The law applies to generic or off-patent drug makers that manufacture a medicine at least three other firms also make.

BALTIMORE — A trade group for generic drugmakers brought a federal complaint Thursday to block Maryland’s attempt of a crackdown on pharmaceutical price gouging.

Set to take effect in October without the signature of Republican Gov. Larry Hogan, House Bill 631 would give Attorney General Brian Frosh power to prosecute manufacturers that impose “unconscionable” price hikes on generic and off-patent drugs.

The price-gouging bill was passed by the Democrat-led General Assembly with near unanimous support this year and only governs off-patent and generic drugs, not branded medications protected by patent laws.




Gov. Hogan has voiced reservations about the law, however, citing the regulation of interstate commerce and possible violations of the 14th Amendment in a letter to the Speaker of the House Micheal Busch,.

The Association for Accessible Medicines echoed these concerns in the complaint filed on July 6 with a federal judge in Baltimore.

“If this new law goes into effect, it will harm patients and our communities by reducing choice and limiting access to essential medicines that people need,” Chip Davis, the group’s CEO, has said in a statement.

“Rather than allow the vibrant competition in the generic drug marketplace to continue working for patients, Maryland would become the first state to reject generic competition in favor of more government regulation – of generic drugs, the only segment of health care costs that is actually declining,” Davis added.

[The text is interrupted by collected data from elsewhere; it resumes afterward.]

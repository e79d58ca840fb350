//! Mergeable bounded-memory summaries.
//!
//! Each summary is a commutative [`Monoid`] over its own result type, plus a [`Sketch`] over
//! [`Table`](crate::table::Table) shards that builds that result from one leaf:
//!
//! | Sketch | Result | Combine |
//! |---|---|---|
//! | [`TopKSketch`] | [`BoundedTopK`] | k-way merge, truncated to K |
//! | [`HistogramSketch`] | [`Histogram`] | element-wise sum |
//! | [`HeatmapSketch`] | [`Heatmap`] | element-wise sum |
//! | [`HllSketch`] | [`HyperLogLog`] | register-wise max |
//! | [`SampleQuantileSketch`] | [`SampleList`] | union, keep lowest priorities |
//! | [`RangeSketch`] | [`DataRange`] | min / max / sum |
//!
//! Merging results built with different parameters is a programming error and panics.
//!
//! [`Sketch`]: crate::ops::Sketch

mod heatmap;
mod histogram;
mod hll;
mod quantile;
mod range;
mod topk;

pub use heatmap::{Heatmap, HeatmapSketch};
pub use histogram::{Histogram, HistogramSketch};
pub use hll::{HllSketch, HyperLogLog};
pub use quantile::{SampleList, SampleQuantileSketch};
pub use range::{DataRange, RangeSketch};
pub use topk::{Ascending, BoundedTopK, Descending, KeyOrder, OrderBy, TopKMonoid, TopKSketch};

use crate::monoid::Monoid;

/// Sum of counts.
#[derive(Clone, Copy, Debug, Default)]
pub struct CountMonoid;

impl Monoid for CountMonoid {
    type Item = u64;

    fn zero(&self) -> u64 {
        0
    }

    fn add(&self, left: &u64, right: &u64) -> u64 {
        left + right
    }
}

/// Sum of floating-point values. Associative only up to rounding.
#[derive(Clone, Copy, Debug, Default)]
pub struct SumMonoid;

impl Monoid for SumMonoid {
    type Item = f64;

    fn zero(&self) -> f64 {
        0.0
    }

    fn add(&self, left: &f64, right: &f64) -> f64 {
        left + right
    }
}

Noting that its members set prices for wholesalers across the country, the association says Maryland’s law will effectively control generic drug pricing far outside its borders.

Davis said companies faced with changing market conditions may decide to stop manufacturing a particular drug rather than run the risk of prosecution under the law.

In addition to claiming that Maryland’s law is pre-empted by the government’s authority to regulate interstate commerce, the group says the law is unconscionably vague, in violation of members’ due-process rights under the U.S. Constitution.

A spokeswoman for Frosh declined to comment on the litigation. The attorney general pressed the Legislature to approve the law as an expansion of his power to prosecute consumer protection matters.

The law applies to generic or off-patent drug makers that manufacture a medicine at least three other firms also make. If those conditions apply, companies can’t impose a significant price increase without justifying it to the attorney general, who can ask a judge to order that the price increase not take effect. Violating the law carries a $10,000 fine.

Though the price hikes of brand-name drugs like Daraprim and EpiPens have alarmed consumers and lawmakers alike in recent years, the Association for Accessible Medicines says that the generic drug industry has been instrumental in driving down the cost of many common medicines.

Gov. Hogan has faulted the Maryland law as well for not addressing the cost and accessibility of patented drugs and medical devices associated with drug delivery.